== Saved entries ==

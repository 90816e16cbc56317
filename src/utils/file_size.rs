const UNITS: [&str; 5] = ["B", "KB", "MB", "GB", "TB"];

/// Formats a byte count for display, e.g. `1.50 MB`.
pub fn format_size(size: u64) -> String {
    let mut value = size as f64;
    let mut unit_index = 0;

    while value >= 1024.0 && unit_index < UNITS.len() - 1 {
        value /= 1024.0;
        unit_index += 1;
    }

    if unit_index == 0 {
        format!("{} {}", size, UNITS[0])
    } else {
        format!("{:.2} {}", value, UNITS[unit_index])
    }
}

/// Sum of sizes, for the "n files, x MB" summaries.
pub fn total_size<'a>(sizes: impl IntoIterator<Item = &'a u64>) -> u64 {
    sizes.into_iter().sum()
}

#[cfg(test)]
mod tests {
    use super::*;

    #[test]
    fn formats_bytes_and_larger_units() {
        assert_eq!(format_size(512), "512 B");
        assert_eq!(format_size(1536), "1.50 KB");
        assert_eq!(format_size(50 * 1024 * 1024), "50.00 MB");
    }

    #[test]
    fn sums_sizes() {
        assert_eq!(total_size(&[1, 2, 3]), 6);
    }
}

== Problem statement ==
What is needed is an exact restatement of every record above.

== Output of the exercise ==
repository 90816e16cbc56317
filename src/utils/file_size.rs
const UNITS: [&str; 5] = ["B", "KB", "MB", "GB", "TB"];

/// Formats a byte count for display, e.g. `1.50 MB`.
pub fn format_size(size: u64) -> String {
    let mut value = size as f64;
    let mut unit_index = 0;

    while value >= 1024.0 && unit_index < UNITS.len() - 1 {
        value /= 1024.0;
        unit_index += 1;
    }

    if unit_index == 0 {
        format!("{} {}", size, UNITS[0])
    } else {
        format!("{:.2} {}", value, UNITS[unit_index])
    }
}

/// Sum of sizes, for the "n files, x MB" summaries.
pub fn total_size<'a>(sizes: impl IntoIterator<Item = &'a u64>) -> u64 {
    sizes.into_iter().sum()
}

#[cfg(test)]
mod tests {
    use super::*;

    #[test]
    fn formats_bytes_and_larger_units() {
        assert_eq!(format_size(512), "512 B");
        assert_eq!(format_size(1536), "1.50 KB");
        assert_eq!(format_size(50 * 1024 * 1024), "50.00 MB");
    }

    #[test]
    fn sums_sizes() {
        assert_eq!(total_size(&[1, 2, 3]), 6);
    }
}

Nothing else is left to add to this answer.